Судья Айртон поднес к свету два стакана, проверяя, достаточно ли они чистые. Когда он снова поставил их, его взгляд прошелся по комнате. Судья оглядел веселенькую мягкую мебель, вышитые подушки, чучело лосиной головы, и его маленький нос сморщился от отвращения. Однако он явно решил, что все это можно пережить, смирился и поглубже вдохнул морской воздух, врывавшийся в одно из приоткрытых окон. Доктор Фелл так никогда и не узнал, какую сентенцию собирался изречь судья, наполнив виски два довольно вместительных бокала.
– Эй, привет! – прозвучал чей-то голос. – Есть кто дома?

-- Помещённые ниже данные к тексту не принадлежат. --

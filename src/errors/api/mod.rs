// API-facing error types
pub mod api_error;

pub use api_error::ApiError;

#[cfg(test)]
mod api_error_test;
pub use sea_orm_migration::prelude::*;

mod m20250301_000001_create_account_table;

pub struct AccountMigrator;

#[async_trait::async_trait]
impl MigratorTrait for AccountMigrator {
    fn migrations() -> Vec<Box<dyn MigrationTrait>> {
        vec![
            Box::new(m20250301_000001_create_account_table::Migration),
        ]
    }
}
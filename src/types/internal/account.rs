use chrono::{DateTime, Utc};
use std::fmt;

/// Account as held by the account store
#[derive(Clone, PartialEq)]
pub struct Account {
    /// Storage-assigned identity
    pub id: i64,
    pub first_name: String,
    pub last_name: String,
    /// External identity used for login and token binding
    pub account_number: i64,
    /// Minor currency units
    pub balance: i64,
    pub password_hash: String,
    pub created_at: DateTime<Utc>,
}

impl fmt::Debug for Account {
    fn fmt(&self, f: &mut fmt::Formatter<'_>) -> fmt::Result {
        f.debug_struct("Account")
            .field("id", &self.id)
            .field("first_name", &self.first_name)
            .field("last_name", &self.last_name)
            .field("account_number", &self.account_number)
            .field("balance", &self.balance)
            .field("password_hash", &"<redacted>")
            .field("created_at", &self.created_at)
            .finish()
    }
}

/// Account ready to be persisted; the store assigns the id
#[derive(Clone)]
pub struct NewAccount {
    pub first_name: String,
    pub last_name: String,
    pub account_number: i64,
    pub password_hash: String,
    pub created_at: DateTime<Utc>,
}

impl NewAccount {
    pub fn with_account_number(mut self, account_number: i64) -> Self {
        self.account_number = account_number;
        self
    }
}

impl fmt::Debug for NewAccount {
    fn fmt(&self, f: &mut fmt::Formatter<'_>) -> fmt::Result {
        f.debug_struct("NewAccount")
            .field("first_name", &self.first_name)
            .field("last_name", &self.last_name)
            .field("account_number", &self.account_number)
            .field("password_hash", &"<redacted>")
            .finish()
    }
}
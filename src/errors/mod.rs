// Errors layer - Error type definitions
pub mod api;
pub mod internal;

// Re-exports for convenience
pub use api::ApiError;
pub use internal::InternalError;
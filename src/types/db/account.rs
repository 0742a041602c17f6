use sea_orm::entity::prelude::*;

#[derive(Clone, Debug, PartialEq, DeriveEntityModel)]
#[sea_orm(table_name = "account")]
pub struct Model {
    #[sea_orm(primary_key)]
    pub id: i64,
    pub first_name: String,
    pub last_name: String,
    #[sea_orm(unique)]
    pub account_number: i64,
    // Minor currency units
    pub balance: i64,
    pub password_hash: String,
    // Unix seconds
    pub created_at: i64,
}

#[derive(Copy, Clone, Debug, EnumIter, DeriveRelation)]
pub enum Relation {}

impl ActiveModelBehavior for ActiveModel {}
use chrono::{DateTime, Utc};
use jsonwebtoken::{
    Algorithm, DecodingKey, EncodingKey, Header, Validation, decode, encode, errors::ErrorKind,
};
use std::fmt;
use std::sync::Arc;

use crate::config::SecretManager;
use crate::errors::InternalError;
use crate::errors::internal::TokenError;
use crate::types::internal::auth::{Claims, VerifiedToken};

/// Access tokens are valid for 24 hours
pub const TOKEN_TTL_SECONDS: i64 = 24 * 60 * 60;

/// HMAC family only; anything else in the header is refused
const ACCEPTED_ALGORITHMS: [Algorithm; 3] = [Algorithm::HS256, Algorithm::HS384, Algorithm::HS512];

/// Issues and verifies signed access tokens bound to an account number
///
/// Verification is pure computation over the token and the signing secret.
pub struct TokenProvider {
    secret_manager: Arc<SecretManager>,
}

impl TokenProvider {
    pub fn new(secret_manager: Arc<SecretManager>) -> Self {
        Self { secret_manager }
    }

    /// Issue a token for `account_number`, valid from now for `TOKEN_TTL_SECONDS`
    pub fn issue(&self, account_number: i64) -> Result<String, InternalError> {
        self.issue_at(account_number, Utc::now())
    }

    pub fn issue_at(&self, account_number: i64, now: DateTime<Utc>) -> Result<String, InternalError> {
        let iat = now.timestamp();
        let claims = Claims {
            sub: account_number.to_string(),
            iat,
            exp: iat + TOKEN_TTL_SECONDS,
        };

        encode(
            &Header::new(Algorithm::HS256),
            &claims,
            &EncodingKey::from_secret(self.secret_manager.jwt_secret().as_bytes()),
        )
        .map_err(|e| InternalError::crypto("jwt_generation", format!("Failed to generate JWT: {}", e)))
    }

    /// Verify a token against the current time
    pub fn verify(&self, token: &str) -> Result<VerifiedToken, TokenError> {
        self.verify_at(token, Utc::now())
    }

    /// Verify signature, structure and expiry as of `now`
    ///
    /// # Returns
    /// * `Ok(VerifiedToken)` - Account number the token is bound to
    /// * `Err(TokenError::Malformed)` - Not a decodable JWT or unusable claims
    /// * `Err(TokenError::InvalidSignature)` - Wrong key or a non-HMAC algorithm
    /// * `Err(TokenError::Expired)` - `now >= exp`
    pub fn verify_at(&self, token: &str, now: DateTime<Utc>) -> Result<VerifiedToken, TokenError> {
        let mut validation = Validation::new(Algorithm::HS256);
        validation.algorithms = ACCEPTED_ALGORITHMS.to_vec();
        validation.set_required_spec_claims(&["exp", "sub"]);
        // Expiry is checked below against the supplied clock, without leeway
        validation.validate_exp = false;

        let token_data = decode::<Claims>(
            token,
            &DecodingKey::from_secret(self.secret_manager.jwt_secret().as_bytes()),
            &validation,
        )
        .map_err(|e| match e.kind() {
            ErrorKind::InvalidSignature => TokenError::InvalidSignature,
            ErrorKind::InvalidAlgorithm => {
                tracing::warn!("Rejected token declaring a non-HMAC algorithm");
                TokenError::InvalidSignature
            }
            ErrorKind::ExpiredSignature => TokenError::Expired,
            _ => TokenError::Malformed,
        })?;

        let claims = token_data.claims;
        if now.timestamp() >= claims.exp {
            return Err(TokenError::Expired);
        }

        Ok(VerifiedToken {
            account_number: claims.account_number()?,
            issued_at: claims.iat,
            expires_at: claims.exp,
        })
    }
}

impl fmt::Debug for TokenProvider {
    fn fmt(&self, f: &mut fmt::Formatter<'_>) -> fmt::Result {
        f.debug_struct("TokenProvider")
            .field("ttl_seconds", &TOKEN_TTL_SECONDS)
            .finish()
    }
}
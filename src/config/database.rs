use migration::{AccountMigrator, MigratorTrait};
use sea_orm::{Database, DatabaseConnection};

use crate::config::BootstrapSettings;
use crate::errors::InternalError;

/// Connect to the account database
///
/// Does NOT run migrations - call `migrate_database()` separately.
pub async fn connect_database(
    bootstrap_settings: &BootstrapSettings,
) -> Result<DatabaseConnection, InternalError> {
    let database_url = bootstrap_settings.database_url();

    let db = Database::connect(database_url)
        .await
        .map_err(|e| InternalError::database("connect_database", e))?;

    tracing::debug!("Connected to database: {}", database_url);

    Ok(db)
}

/// Run all pending migrations on the provided connection
pub async fn migrate_database(db: &DatabaseConnection) -> Result<(), InternalError> {
    AccountMigrator::up(db, None)
        .await
        .map_err(|e| InternalError::database("run_migrations", e))?;

    tracing::debug!("Database migrations completed");

    Ok(())
}
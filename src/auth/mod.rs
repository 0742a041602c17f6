// Authorization layer - decides whether a request may touch an account
pub mod guard;

pub use guard::AuthorizationGuard;
use super::account::Account;
use super::auth::VerifiedToken;

/// Progress of a request through the authorization guard
///
/// A rejection records the last stage the request had reached.
#[derive(Debug, Clone, Copy, PartialEq, Eq)]
pub enum GuardStage {
    Unauthenticated,
    TokenVerified,
    OwnershipChecked,
    Authorized,
}

/// Caller identity handed to a guarded handler
#[derive(Debug, Clone)]
pub struct AuthorizedAccount {
    pub account: Account,
    pub token: VerifiedToken,
}
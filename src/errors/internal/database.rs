use thiserror::Error;

#[derive(Error, Debug)]
pub enum DatabaseError {
    #[error("Database error: {operation} failed: {source}")]
    Operation {
        operation: String,
        #[source]
        source: sea_orm::DbErr,
    },

    #[error("Starting transaction failed: {source}")]
    TransactionBegin {
        #[source]
        source: sea_orm::DbErr,
    },

    #[error("Committing transaction failed: {source}")]
    TransactionCommit {
        #[source]
        source: sea_orm::DbErr,
    },
}
// Database entities - SeaORM models
pub mod account;
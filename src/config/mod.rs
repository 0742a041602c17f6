mod app_config;
mod bootstrap_settings;
mod database;
mod env_provider;
mod errors;
mod logging;
mod secret_config;
mod secret_manager;

pub use app_config::{AppConfig, AppConfigError};
pub use bootstrap_settings::BootstrapSettings;
pub use database::{connect_database, migrate_database};
pub use env_provider::{EnvironmentProvider, SystemEnvironment};
#[cfg(test)]
pub use env_provider::MockEnvironment;
pub use errors::{ConfigError, SecretError};
pub use logging::{LoggingConfig, LoggingError, init_logging};
pub use secret_config::{SecretConfig, SecretType};
pub use secret_manager::SecretManager;
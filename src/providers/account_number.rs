use std::ops::Range;

use rand::Rng;

/// Account numbers are seven digits
pub const ACCOUNT_NUMBER_RANGE: Range<i64> = 1_000_000..10_000_000;

/// Source of candidate account numbers
///
/// Uniqueness is enforced by the store; a candidate may collide.
pub trait AccountNumberSource: Send + Sync {
    fn next_number(&self) -> i64;
}

/// Uniformly random account numbers
#[derive(Debug, Default, Clone, Copy)]
pub struct RandomAccountNumbers;

impl AccountNumberSource for RandomAccountNumbers {
    fn next_number(&self) -> i64 {
        rand::rng().random_range(ACCOUNT_NUMBER_RANGE)
    }
}
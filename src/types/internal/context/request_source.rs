/// Where an operation was initiated
#[derive(Debug, Clone, Copy, PartialEq, Eq)]
pub enum RequestSource {
    /// HTTP API request
    Http,

    /// Administrative CLI command
    Cli,
}

impl RequestSource {
    pub fn as_str(&self) -> &'static str {
        match self {
            RequestSource::Http => "http",
            RequestSource::Cli => "cli",
        }
    }
}
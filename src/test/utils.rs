// Test utilities shared across unit tests
// Only compiled when running tests

use chrono::Utc;
use migration::{AccountMigrator, MigratorTrait};
use sea_orm::{Database, DatabaseConnection};
use std::collections::VecDeque;
use std::sync::{Arc, Mutex};

use crate::app_data::AppData;
use crate::config::{MockEnvironment, SecretManager};
use crate::providers::AccountNumberSource;
use crate::stores::InMemoryAccountStore;
use crate::types::internal::account::{Account, NewAccount};

pub const TEST_JWT_SECRET: &str = "test-secret-key-minimum-32-characters-long";
pub const TEST_PEPPER: &str = "test-pepper-for-unit-tests";

/// In-memory SQLite database with migrations applied
pub async fn setup_test_db() -> DatabaseConnection {
    let db = Database::connect("sqlite::memory:")
        .await
        .expect("Failed to create test database");

    AccountMigrator::up(&db, None)
        .await
        .expect("Failed to run migrations");

    db
}

pub fn test_secret_manager() -> Arc<SecretManager> {
    let env = MockEnvironment::empty()
        .with_vars(&[("JWT_SECRET", TEST_JWT_SECRET), ("PASSWORD_PEPPER", TEST_PEPPER)]);
    Arc::new(SecretManager::from_env_provider(&env).expect("Failed to initialize test SecretManager"))
}

/// Hands out account numbers in a fixed order, repeating the last one
pub struct ScriptedAccountNumbers {
    numbers: Mutex<VecDeque<i64>>,
    last: Mutex<i64>,
}

impl ScriptedAccountNumbers {
    pub fn new(numbers: Vec<i64>) -> Self {
        Self {
            numbers: Mutex::new(numbers.into()),
            last: Mutex::new(1_000_000),
        }
    }
}

impl AccountNumberSource for ScriptedAccountNumbers {
    fn next_number(&self) -> i64 {
        let mut last = self.last.lock().unwrap();
        if let Some(next) = self.numbers.lock().unwrap().pop_front() {
            *last = next;
        }
        *last
    }
}

/// AppData over an empty in-memory store
pub fn in_memory_app_data() -> Arc<AppData> {
    app_data_with_numbers(ScriptedAccountNumbers::new(vec![]))
}

pub fn app_data_with_numbers(numbers: ScriptedAccountNumbers) -> Arc<AppData> {
    Arc::new(AppData::with_store(
        test_secret_manager(),
        Arc::new(InMemoryAccountStore::new()),
        Arc::new(numbers),
    ))
}

/// Unsaved account with a fixed number and a placeholder hash
pub fn new_account(first_name: &str, account_number: i64) -> NewAccount {
    NewAccount {
        first_name: first_name.to_string(),
        last_name: "Doe".to_string(),
        account_number,
        password_hash: "$argon2id$placeholder".to_string(),
        created_at: Utc::now(),
    }
}

/// Store an account directly, skipping password hashing
pub async fn create_account(app_data: &AppData, first_name: &str, account_number: i64) -> Account {
    app_data
        .account_store
        .create(new_account(first_name, account_number))
        .await
        .expect("Failed to create test account")
}

/// Store an account and deposit `balance` into it
pub async fn funded_account(
    app_data: &AppData,
    first_name: &str,
    account_number: i64,
    balance: i64,
) -> Account {
    let account = create_account(app_data, first_name, account_number).await;
    app_data
        .account_store
        .adjust_balance(account.id, balance)
        .await
        .expect("Failed to fund test account");
    app_data
        .account_store
        .get_by_id(account.id)
        .await
        .expect("Failed to reload test account")
}
use chrono::Utc;
use poem_openapi::{OpenApi, Tags, payload::Json};

use crate::types::dto::common::HealthResponse;

/// Health check API
pub struct HealthApi;

/// API tags for health endpoints
#[derive(Tags)]
enum ApiTags {
    /// Health check endpoints
    Health,
}

#[OpenApi]
impl HealthApi {
    /// Health check endpoint
    ///
    /// Returns the current status of the API service
    #[oai(path = "/health", method = "get", tag = "ApiTags::Health")]
    async fn health(&self) -> Json<HealthResponse> {
        Json(HealthResponse {
            status: "healthy".to_string(),
            timestamp: Utc::now().to_rfc3339(),
        })
    }
}
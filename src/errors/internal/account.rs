use thiserror::Error;

#[derive(Error, Debug)]
pub enum AccountError {
    #[error("Account not found: {0}")]
    NotFound(String),

    /// Account number collided with an existing row; callers regenerate and retry
    #[error("Account number already in use: {0}")]
    Conflict(i64),

    #[error("Insufficient funds in account {account_id}: balance {balance}, requested {requested}")]
    InsufficientFunds {
        account_id: i64,
        balance: i64,
        requested: i64,
    },

    #[error("Validation failed: {0}")]
    Validation(String),
}

impl AccountError {
    pub fn id_not_found(id: i64) -> Self {
        Self::NotFound(format!("id {}", id))
    }

    pub fn number_not_found(account_number: i64) -> Self {
        Self::NotFound(format!("account number {}", account_number))
    }

    pub fn validation(message: impl Into<String>) -> Self {
        Self::Validation(message.into())
    }
}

Голос был девичий, и в нем звучала какая-то натужная бодрость. Доктор Фелл пришел в изумление.
– Гости? – вопросил он. – Гостья?
Тень раздражения пробежала по лицу судьи Айртона.
– Подозреваю, это моя дочь. Хотя и понятия не имею, что она здесь делает. Я слышал, она гостит в одном доме в Тонтоне. Да?
Светловолосая девушка, в одной из тех полупрозрачных широкополых шляп, которые были модными в 1936 году, шагнула в приоткрытое французское окно. Она была в тонком цветастом платье и весьма неуверенно теребила в руках белую сумочку. Доктор Фелл с удовольствием отметил, что у нее честные карие глаза, хотя, даже на его невзыскательный взгляд, девушка явно злоупотребляла косметикой.
– Привет! – повторила она с той же натужной бодростью. – Это я!
Судья Айртон напустил на себя сухой и официальный вид.
– Это я уже понял, – произнес он. – И за что же я удостоился столь неожиданной чести?
– Мне пришлось заехать, – пояснила девушка, защищаясь. А затем, словно рубанув сплеча, выпалила одним духом: – У меня поразительная новость. Я помолвлена и выхожу замуж.
2
Примерно 127 кг.
3
Речь о пьесе Джорджа Бернарда Шоу «Человек и сверхчеловек», написанной в 1901–1903 гг.